WHAT TO PRODUCE: Word for word, give the entries back.

RECORDED DATA:
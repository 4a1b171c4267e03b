use crate::app::App;
use crate::form::{EditTarget, FormKind, FormState};
use crate::model::BillingCycle;
use ratatui::{
    layout::{Constraint, Direction, Layout, Rect},
    style::{Color, Style},
    text::{Line, Span},
    widgets::{Block, Borders, Paragraph},
    Frame,
};

use super::render::{hint_style, selected_style};

/// Render the add/edit form for either collection.
pub(super) fn render(f: &mut Frame, app: &App, area: Rect) {
    let Some(form) = app.form.as_ref() else {
        // Screen/form invariant should make this unreachable.
        return;
    };

    let chunks = Layout::default()
        .direction(Direction::Vertical)
        .constraints([Constraint::Min(0), Constraint::Length(1)])
        .split(area);

    let title = match form.target {
        EditTarget::New => " Add Item ",
        EditTarget::Existing(_) => " Edit Item ",
    };

    let mut lines: Vec<Line> = Vec::new();
    for (i, field) in form.fields.iter().enumerate() {
        lines.push(field_line(form, i, &field.value, field.placeholder));
    }
    if form.kind == FormKind::Subscription {
        lines.push(Line::raw(""));
        lines.push(cycle_line(form));
    }

    let body = Paragraph::new(lines).block(Block::default().borders(Borders::ALL).title(title));
    f.render_widget(body, chunks[0]);

    let hint = match form.kind {
        FormKind::Food => "[Tab/Up/Down] field  [Enter] next/save  [Esc] cancel",
        FormKind::Subscription => {
            "[Tab/Up/Down] field  [Left/Right] cycle  [Enter] next/save  [Esc] cancel"
        }
    };
    f.render_widget(Paragraph::new(hint).style(hint_style()), chunks[1]);
}

/// One text field row: focus marker, then the value or its dim placeholder.
fn field_line<'a>(form: &FormState, index: usize, value: &'a str, placeholder: &'a str) -> Line<'a> {
    let focused = form.focus == index;
    let marker = if focused { "> " } else { "  " };
    let marker_style = if focused {
        selected_style()
    } else {
        Style::default()
    };

    let content = if value.is_empty() {
        Span::styled(placeholder, Style::default().fg(Color::DarkGray))
    } else if focused {
        Span::styled(value, selected_style())
    } else {
        Span::raw(value)
    };

    Line::from(vec![Span::styled(marker, marker_style), content])
}

/// The cycle selector row: radio markers over the fixed choice set.
fn cycle_line(form: &FormState) -> Line<'static> {
    let focused = form.selector_focused();
    let label_style = if focused {
        selected_style()
    } else {
        Style::default()
    };

    let mut spans = vec![Span::styled(
        if focused { "> Cycle: " } else { "  Cycle: " },
        label_style,
    )];
    for (i, cycle) in BillingCycle::ALL.iter().enumerate() {
        let marker = if form.cycle_index == i { "(x)" } else { "( )" };
        spans.push(Span::styled(
            format!("{} {}   ", marker, cycle.label()),
            if form.cycle_index == i {
                label_style
            } else {
                Style::default()
            },
        ));
    }
    Line::from(spans)
}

RESPONSE AREA:
repository 4a1b171c4267e03b
use crate::app::App;
use crate::form::{EditTarget, FormKind, FormState};
use crate::model::BillingCycle;
use ratatui::{
    layout::{Constraint, Direction, Layout, Rect},
    style::{Color, Style},
    text::{Line, Span},
    widgets::{Block, Borders, Paragraph},
    Frame,
};

use super::render::{hint_style, selected_style};

/// Render the add/edit form for either collection.
pub(super) fn render(f: &mut Frame, app: &App, area: Rect) {
    let Some(form) = app.form.as_ref() else {
        // Screen/form invariant should make this unreachable.
        return;
    };

    let chunks = Layout::default()
        .direction(Direction::Vertical)
        .constraints([Constraint::Min(0), Constraint::Length(1)])
        .split(area);

    let title = match form.target {
        EditTarget::New => " Add Item ",
        EditTarget::Existing(_) => " Edit Item ",
    };

    let mut lines: Vec<Line> = Vec::new();
    for (i, field) in form.fields.iter().enumerate() {
        lines.push(field_line(form, i, &field.value, field.placeholder));
    }
    if form.kind == FormKind::Subscription {
        lines.push(Line::raw(""));
        lines.push(cycle_line(form));
    }

    let body = Paragraph::new(lines).block(Block::default().borders(Borders::ALL).title(title));
    f.render_widget(body, chunks[0]);

    let hint = match form.kind {
        FormKind::Food => "[Tab/Up/Down] field  [Enter] next/save  [Esc] cancel",
        FormKind::Subscription => {
            "[Tab/Up/Down] field  [Left/Right] cycle  [Enter] next/save  [Esc] cancel"
        }
    };
    f.render_widget(Paragraph::new(hint).style(hint_style()), chunks[1]);
}

/// One text field row: focus marker, then the value or its dim placeholder.
fn field_line<'a>(form: &FormState, index: usize, value: &'a str, placeholder: &'a str) -> Line<'a> {
    let focused = form.focus == index;
    let marker = if focused { "> " } else { "  " };
    let marker_style = if focused {
        selected_style()
    } else {
        Style::default()
    };

    let content = if value.is_empty() {
        Span::styled(placeholder, Style::default().fg(Color::DarkGray))
    } else if focused {
        Span::styled(value, selected_style())
    } else {
        Span::raw(value)
    };

    Line::from(vec![Span::styled(marker, marker_style), content])
}

/// The cycle selector row: radio markers over the fixed choice set.
fn cycle_line(form: &FormState) -> Line<'static> {
    let focused = form.selector_focused();
    let label_style = if focused {
        selected_style()
    } else {
        Style::default()
    };

    let mut spans = vec![Span::styled(
        if focused { "> Cycle: " } else { "  Cycle: " },
        label_style,
    )];
    for (i, cycle) in BillingCycle::ALL.iter().enumerate() {
        let marker = if form.cycle_index == i { "(x)" } else { "( )" };
        spans.push(Span::styled(
            format!("{} {}   ", marker, cycle.label()),
            if form.cycle_index == i {
                label_style
            } else {
                Style::default()
            },
        ));
    }
    Line::from(spans)
}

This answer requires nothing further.